//! HTTP request types for the WooCommerce API client.
//!
//! This module provides the [`HttpRequest`] type and its builder for
//! constructing requests to a store.

use std::collections::BTreeMap;
use std::fmt;

use crate::clients::errors::InvalidHttpRequestError;

/// HTTP methods used by the WooCommerce REST API.
#[derive(Clone, Copy, Debug, PartialEq, Eq, Hash)]
pub enum HttpMethod {
    /// HTTP GET method for retrieving resources.
    Get,
    /// HTTP POST method for creating resources.
    Post,
    /// HTTP PUT method for updating resources.
    Put,
    /// HTTP DELETE method for removing resources.
    Delete,
}

impl HttpMethod {
    /// Returns the upper-case method token as sent on the wire.
    #[must_use]
    pub const fn as_str(&self) -> &'static str {
        match self {
            Self::Get => "GET",
            Self::Post => "POST",
            Self::Put => "PUT",
            Self::Delete => "DELETE",
        }
    }
}

impl fmt::Display for HttpMethod {
    fn fmt(&self, f: &mut fmt::Formatter<'_>) -> fmt::Result {
        match self {
            Self::Get => write!(f, "get"),
            Self::Post => write!(f, "post"),
            Self::Put => write!(f, "put"),
            Self::Delete => write!(f, "delete"),
        }
    }
}

/// An HTTP request to be sent to a store.
///
/// Use [`HttpRequest::builder`] to construct requests. Bodies are always
/// sent as `application/json`.
///
/// # Example
///
/// ```rust
/// use woocommerce_api::clients::{HttpRequest, HttpMethod};
/// use serde_json::json;
///
/// let request = HttpRequest::builder(HttpMethod::Post, "products")
///     .body(json!({"name": "Premium Quality", "type": "simple"}))
///     .build()
///     .unwrap();
///
/// assert_eq!(request.path, "products");
/// ```
#[derive(Clone, Debug)]
pub struct HttpRequest {
    /// The HTTP method for this request.
    pub http_method: HttpMethod,
    /// The path (relative to the API base path) for this request.
    pub path: String,
    /// The JSON request body, if any.
    pub body: Option<serde_json::Value>,
    /// Query parameters to append to the URL.
    pub query: Option<BTreeMap<String, String>>,
}

impl HttpRequest {
    /// Creates a new builder for constructing an `HttpRequest`.
    #[must_use]
    pub fn builder(method: HttpMethod, path: impl Into<String>) -> HttpRequestBuilder {
        HttpRequestBuilder::new(method, path)
    }

    /// Validates the request.
    ///
    /// # Errors
    ///
    /// Returns [`InvalidHttpRequestError::MissingBody`] if `http_method` is
    /// `Post` or `Put` but `body` is `None`.
    pub fn verify(&self) -> Result<(), InvalidHttpRequestError> {
        if matches!(self.http_method, HttpMethod::Post | HttpMethod::Put) && self.body.is_none() {
            return Err(InvalidHttpRequestError::MissingBody {
                method: self.http_method.to_string(),
            });
        }

        Ok(())
    }
}

/// Builder for constructing [`HttpRequest`] instances.
#[derive(Debug)]
pub struct HttpRequestBuilder {
    http_method: HttpMethod,
    path: String,
    body: Option<serde_json::Value>,
    query: Option<BTreeMap<String, String>>,
}

impl HttpRequestBuilder {
    fn new(method: HttpMethod, path: impl Into<String>) -> Self {
        Self {
            http_method: method,
            path: path.into(),
            body: None,
            query: None,
        }
    }

    /// Sets the JSON request body.
    #[must_use]
    pub fn body(mut self, body: impl Into<serde_json::Value>) -> Self {
        self.body = Some(body.into());
        self
    }

    /// Sets all query parameters at once, replacing any already added.
    #[must_use]
    pub fn query(mut self, query: BTreeMap<String, String>) -> Self {
        self.query = Some(query);
        self
    }

    /// Adds a single query parameter.
    #[must_use]
    pub fn query_param(mut self, key: impl Into<String>, value: impl Into<String>) -> Self {
        self.query
            .get_or_insert_with(BTreeMap::new)
            .insert(key.into(), value.into());
        self
    }

    /// Builds the [`HttpRequest`], validating it in the process.
    ///
    /// # Errors
    ///
    /// Returns [`InvalidHttpRequestError`] if the request fails validation.
    pub fn build(self) -> Result<HttpRequest, InvalidHttpRequestError> {
        let request = HttpRequest {
            http_method: self.http_method,
            path: self.path,
            body: self.body,
            query: self.query,
        };
        request.verify()?;
        Ok(request)
    }
}
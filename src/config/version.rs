//! WooCommerce API version definitions.
//!
//! This module provides the [`ApiVersion`] enum for specifying which version
//! of the WooCommerce API to talk to.

use crate::error::ConfigError;
use std::fmt;
use std::str::FromStr;

/// WooCommerce API version.
///
/// WooCommerce has shipped two API families:
///
/// - The legacy REST API, served under `/wc-api/vN` (WooCommerce 2.1 to 3.x).
/// - The WordPress REST API integration, served under `/wp-json/wc/vN`.
///
/// # Example
///
/// ```rust
/// use woocommerce_api::ApiVersion;
///
/// let version = ApiVersion::latest();
/// assert_eq!(version.base_path(), "/wp-json/wc/v3");
///
/// let version: ApiVersion = "wc-api/v2".parse().unwrap();
/// assert_eq!(version, ApiVersion::LegacyV2);
/// assert!(version.is_legacy());
///
/// assert_eq!(ApiVersion::V2.to_string(), "wc/v2");
/// ```
#[derive(Clone, Copy, Debug, PartialEq, Eq, Hash)]
pub enum ApiVersion {
    /// Legacy REST API v1 (`/wc-api/v1`).
    LegacyV1,
    /// Legacy REST API v2 (`/wc-api/v2`).
    LegacyV2,
    /// Legacy REST API v3 (`/wc-api/v3`).
    LegacyV3,
    /// WP REST API integration v1 (`/wp-json/wc/v1`).
    V1,
    /// WP REST API integration v2 (`/wp-json/wc/v2`).
    V2,
    /// WP REST API integration v3 (`/wp-json/wc/v3`).
    V3,
}

impl ApiVersion {
    /// Returns the latest API version.
    #[must_use]
    pub const fn latest() -> Self {
        Self::V3
    }

    /// Returns `true` for the legacy `/wc-api` family.
    #[must_use]
    pub const fn is_legacy(&self) -> bool {
        matches!(self, Self::LegacyV1 | Self::LegacyV2 | Self::LegacyV3)
    }

    /// Returns the path, relative to the store URL, under which this
    /// version's resources live.
    #[must_use]
    pub const fn base_path(&self) -> &'static str {
        match self {
            Self::LegacyV1 => "/wc-api/v1",
            Self::LegacyV2 => "/wc-api/v2",
            Self::LegacyV3 => "/wc-api/v3",
            Self::V1 => "/wp-json/wc/v1",
            Self::V2 => "/wp-json/wc/v2",
            Self::V3 => "/wp-json/wc/v3",
        }
    }

    const fn ordinal(self) -> u8 {
        match self {
            Self::LegacyV1 => 1,
            Self::LegacyV2 => 2,
            Self::LegacyV3 => 3,
            Self::V1 => 4,
            Self::V2 => 5,
            Self::V3 => 6,
        }
    }
}

impl PartialOrd for ApiVersion {
    fn partial_cmp(&self, other: &Self) -> Option<std::cmp::Ordering> {
        Some(self.cmp(other))
    }
}

impl Ord for ApiVersion {
    fn cmp(&self, other: &Self) -> std::cmp::Ordering {
        self.ordinal().cmp(&other.ordinal())
    }
}

impl fmt::Display for ApiVersion {
    fn fmt(&self, f: &mut fmt::Formatter<'_>) -> fmt::Result {
        let version_str = match self {
            Self::LegacyV1 => "wc-api/v1",
            Self::LegacyV2 => "wc-api/v2",
            Self::LegacyV3 => "wc-api/v3",
            Self::V1 => "wc/v1",
            Self::V2 => "wc/v2",
            Self::V3 => "wc/v3",
        };
        f.write_str(version_str)
    }
}

impl FromStr for ApiVersion {
    type Err = ConfigError;

    /// Parses `wc/v3`, `v3`, `wc-api/v2` and `legacy-v2` style strings.
    /// Surrounding slashes and a leading `wp-json/` are ignored.
    fn from_str(s: &str) -> Result<Self, Self::Err> {
        let normalized = s.trim().trim_matches('/').to_lowercase();
        let normalized = normalized
            .strip_prefix("wp-json/")
            .unwrap_or(&normalized);

        match normalized {
            "wc-api/v1" | "legacy-v1" => Ok(Self::LegacyV1),
            "wc-api/v2" | "legacy-v2" => Ok(Self::LegacyV2),
            "wc-api/v3" | "legacy-v3" => Ok(Self::LegacyV3),
            "wc/v1" | "v1" => Ok(Self::V1),
            "wc/v2" | "v2" => Ok(Self::V2),
            "wc/v3" | "v3" => Ok(Self::V3),
            _ => Err(ConfigError::InvalidApiVersion {
                version: s.trim().to_string(),
            }),
        }
    }
}
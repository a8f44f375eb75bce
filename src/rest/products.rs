//! Product resource.
//!
//! [`Products`] maps the product catalog endpoints onto request descriptors:
//!
//! | Method | HTTP | Path |
//! |---|---|---|
//! | [`get`](Products::get) | GET | `products`, `products/{id}`, `products/sku/{sku}` |
//! | [`create`](Products::create) | POST | `products` |
//! | [`update`](Products::update) | PUT | `products/{id}` |
//! | [`delete`](Products::delete) | DELETE | `products/{id}?force={bool}` |
//! | [`get_count`](Products::get_count) | GET | `products/count` |
//! | [`get_category`](Products::get_category) | GET | `products/categories`, `products/categories/{id}` |
//!
//! Responses and errors are whatever the client returns.
//!
//! # Example
//!
//! ```rust,ignore
//! use woocommerce_api::rest::{ProductQuery, ProductRef, ProductStatus};
//! use serde_json::json;
//!
//! let products = client.products();
//!
//! let published = products
//!     .get(None, Some(ProductQuery { status: Some(ProductStatus::Publish), ..Default::default() }))
//!     .await?;
//!
//! let shirt = products.get(Some(ProductRef::sku("TS-01")), None).await?;
//!
//! let created = products
//!     .create(json!({"name": "Premium Quality", "type": "simple", "regular_price": "21.99"}))
//!     .await?;
//!
//! products.trash(794).await?;
//! ```

use std::fmt;

use serde::{Deserialize, Serialize};
use serde_json::Value;

use crate::clients::rest::{RestError, WooCommerceClient};
use crate::clients::{HttpMethod, HttpResponse};
use crate::rest::{
    serialize_to_query, QueryParams, RequestDescriptor, RequestExecutor, RequestPath, Resource,
};

/// Identifies a single product, by numeric ID or by SKU.
///
/// SKUs are sent as `sku/{sku}` without escaping, so a SKU containing `/`
/// produces extra path segments. Avoid slashes in SKUs.
#[derive(Clone, Debug, PartialEq, Eq, Hash)]
pub enum ProductRef {
    /// Numeric product ID.
    Id(u64),
    /// Stock keeping unit.
    Sku(String),
}

impl ProductRef {
    /// Creates a SKU reference.
    #[must_use]
    pub fn sku(sku: impl Into<String>) -> Self {
        Self::Sku(sku.into())
    }
}

impl From<u64> for ProductRef {
    fn from(id: u64) -> Self {
        Self::Id(id)
    }
}

impl fmt::Display for ProductRef {
    fn fmt(&self, f: &mut fmt::Formatter<'_>) -> fmt::Result {
        match self {
            Self::Id(id) => write!(f, "{id}"),
            Self::Sku(sku) => write!(f, "sku/{sku}"),
        }
    }
}

impl From<ProductRef> for RequestPath {
    fn from(product: ProductRef) -> Self {
        Self::Single(product.to_string())
    }
}

/// Publication status of a product.
#[derive(Clone, Copy, Debug, PartialEq, Eq, Hash, Serialize, Deserialize)]
#[serde(rename_all = "lowercase")]
pub enum ProductStatus {
    /// Any status (list filter only).
    Any,
    /// Draft, not visible in the shop.
    Draft,
    /// Awaiting review.
    Pending,
    /// Visible to store managers only.
    Private,
    /// Published and visible.
    Publish,
    /// Soft-deleted; restorable from the trash.
    Trash,
}

/// Query arguments accepted by the product list and count endpoints.
///
/// Every field is optional and unset fields are not sent. Anything without a
/// dedicated field goes in `extra` and is passed through as-is; typed fields
/// win when both name the same key.
///
/// # Example
///
/// ```rust
/// use woocommerce_api::rest::{ProductQuery, ProductStatus};
///
/// let query = ProductQuery {
///     status: Some(ProductStatus::Publish),
///     per_page: Some(50),
///     ..Default::default()
/// }
/// .param("orderby", "price");
///
/// let params = query.to_params().unwrap();
/// assert_eq!(params.get("status").map(String::as_str), Some("publish"));
/// assert_eq!(params.get("per_page").map(String::as_str), Some("50"));
/// assert_eq!(params.get("orderby").map(String::as_str), Some("price"));
/// ```
#[derive(Clone, Debug, Default, PartialEq, Eq, Serialize)]
pub struct ProductQuery {
    /// Additional pass-through arguments.
    // Serialized first so typed fields overwrite clashing keys.
    #[serde(flatten)]
    pub extra: QueryParams,

    /// Filter by publication status.
    #[serde(skip_serializing_if = "Option::is_none")]
    pub status: Option<ProductStatus>,

    /// Filter by product type (`simple`, `grouped`, `external`, `variable`).
    #[serde(rename = "type", skip_serializing_if = "Option::is_none")]
    pub product_type: Option<String>,

    /// Filter by SKU.
    #[serde(skip_serializing_if = "Option::is_none")]
    pub sku: Option<String>,

    /// Filter by category ID or slug.
    #[serde(skip_serializing_if = "Option::is_none")]
    pub category: Option<String>,

    /// Full-text search.
    #[serde(skip_serializing_if = "Option::is_none")]
    pub search: Option<String>,

    /// Page of results to return.
    #[serde(skip_serializing_if = "Option::is_none")]
    pub page: Option<u32>,

    /// Results per page.
    #[serde(skip_serializing_if = "Option::is_none")]
    pub per_page: Option<u32>,
}

impl ProductQuery {
    /// Adds a pass-through argument.
    #[must_use]
    pub fn param(mut self, key: impl Into<String>, value: impl Into<String>) -> Self {
        self.extra.insert(key.into(), value.into());
        self
    }

    /// Flattens the query into wire parameters.
    ///
    /// # Errors
    ///
    /// Returns [`RestError::InvalidParams`] if the query fails to serialize.
    pub fn to_params(&self) -> Result<QueryParams, RestError> {
        serialize_to_query(self)
    }
}

/// The products resource, bound to a shared client.
///
/// Holds nothing but a borrow of the client; create one per use with
/// [`WooCommerceClient::products`] or [`Products::new`].
#[derive(Debug)]
pub struct Products<'a, C = WooCommerceClient> {
    client: &'a C,
}

impl<C> Clone for Products<'_, C> {
    fn clone(&self) -> Self {
        *self
    }
}

impl<C> Copy for Products<'_, C> {}

impl<C: RequestExecutor> Resource for Products<'_, C> {
    type Executor = C;
    const NAME: &'static str = "products";

    fn executor(&self) -> &C {
        self.client
    }
}

impl<'a, C: RequestExecutor> Products<'a, C> {
    /// Binds the products resource to `client`.
    #[must_use]
    pub const fn new(client: &'a C) -> Self {
        Self { client }
    }

    /// Gets one product, or lists products when `id` is `None`.
    ///
    /// `GET /products`, `GET /products/{id}`, `GET /products/sku/{sku}`
    ///
    /// # Errors
    ///
    /// Returns [`RestError::InvalidParams`] if `args` fail to serialize, otherwise
    /// the client's [`RestError`] unchanged.
    pub async fn get(
        &self,
        id: Option<ProductRef>,
        args: Option<ProductQuery>,
    ) -> Result<HttpResponse, RestError> {
        let params = args.as_ref().map(ProductQuery::to_params).transpose()?;

        self.do_request(RequestDescriptor {
            method: HttpMethod::Get,
            path: id.map(RequestPath::from),
            params,
            body: None,
        })
        .await
    }

    /// Creates a product from `data`.
    ///
    /// `POST /products`
    ///
    /// # Errors
    ///
    /// Returns the client's [`RestError`] unchanged.
    pub async fn create(&self, data: impl Into<Value>) -> Result<HttpResponse, RestError> {
        self.do_request(RequestDescriptor {
            method: HttpMethod::Post,
            path: None,
            params: None,
            body: Some(data.into()),
        })
        .await
    }

    /// Updates product `id` with `data`.
    ///
    /// `PUT /products/{id}`
    ///
    /// # Errors
    ///
    /// Returns the client's [`RestError`] unchanged.
    pub async fn update(&self, id: u64, data: impl Into<Value>) -> Result<HttpResponse, RestError> {
        self.do_request(RequestDescriptor {
            method: HttpMethod::Put,
            path: Some(RequestPath::from(id)),
            params: None,
            body: Some(data.into()),
        })
        .await
    }

    /// Deletes product `id`: permanently when `force` is true, otherwise moves
    /// it to the trash.
    ///
    /// `DELETE /products/{id}?force={bool}`
    ///
    /// # Errors
    ///
    /// Returns the client's [`RestError`] unchanged.
    pub async fn delete(&self, id: u64, force: bool) -> Result<HttpResponse, RestError> {
        self.do_request(
            RequestDescriptor::new(HttpMethod::Delete)
                .path(id)
                .param("force", force.to_string()),
        )
        .await
    }

    /// Moves product `id` to the trash. Same as `delete(id, false)`.
    ///
    /// # Errors
    ///
    /// Returns the client's [`RestError`] unchanged.
    pub async fn trash(&self, id: u64) -> Result<HttpResponse, RestError> {
        self.delete(id, false).await
    }

    /// Counts products matching `args`.
    ///
    /// `GET /products/count`
    ///
    /// # Errors
    ///
    /// Returns [`RestError::InvalidParams`] if `args` fail to serialize, otherwise
    /// the client's [`RestError`] unchanged.
    pub async fn get_count(&self, args: Option<ProductQuery>) -> Result<HttpResponse, RestError> {
        let params = args.as_ref().map(ProductQuery::to_params).transpose()?;

        self.do_request(RequestDescriptor {
            method: HttpMethod::Get,
            path: Some(RequestPath::from("count")),
            params,
            body: None,
        })
        .await
    }

    /// Gets one product category, or lists them when `id` is `None`.
    ///
    /// `GET /products/categories`, `GET /products/categories/{id}`
    ///
    /// # Errors
    ///
    /// Returns the client's [`RestError`] unchanged.
    pub async fn get_category(&self, id: Option<u64>) -> Result<HttpResponse, RestError> {
        let segments = std::iter::once("categories".to_string())
            .chain(id.map(|id| id.to_string()))
            .collect::<Vec<_>>();

        self.do_request(RequestDescriptor::new(HttpMethod::Get).path(segments))
            .await
    }
}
====
> WHAT THE TASK ASKS: Everything from the line with "self.extra.insert(key.into(), value.into());" through the line with "const NAME: &'static" in the listing above must be retyped exactly, with nothing added.

> WRITTEN RESPONSE:
        self.extra.insert(key.into(), value.into());
        self
    }

    /// Flattens the query into wire parameters.
    ///
    /// # Errors
    ///
    /// Returns [`RestError::InvalidParams`] if the query fails to serialize.
    pub fn to_params(&self) -> Result<QueryParams, RestError> {
        serialize_to_query(self)
    }
}

/// The products resource, bound to a shared client.
///
/// Holds nothing but a borrow of the client; create one per use with
/// [`WooCommerceClient::products`] or [`Products::new`].
#[derive(Debug)]
pub struct Products<'a, C = WooCommerceClient> {
    client: &'a C,
}

impl<C> Clone for Products<'_, C> {
    fn clone(&self) -> Self {
        *self
    }
}

impl<C> Copy for Products<'_, C> {}

impl<C: RequestExecutor> Resource for Products<'_, C> {
    type Executor = C;
    const NAME: &'static str = "products";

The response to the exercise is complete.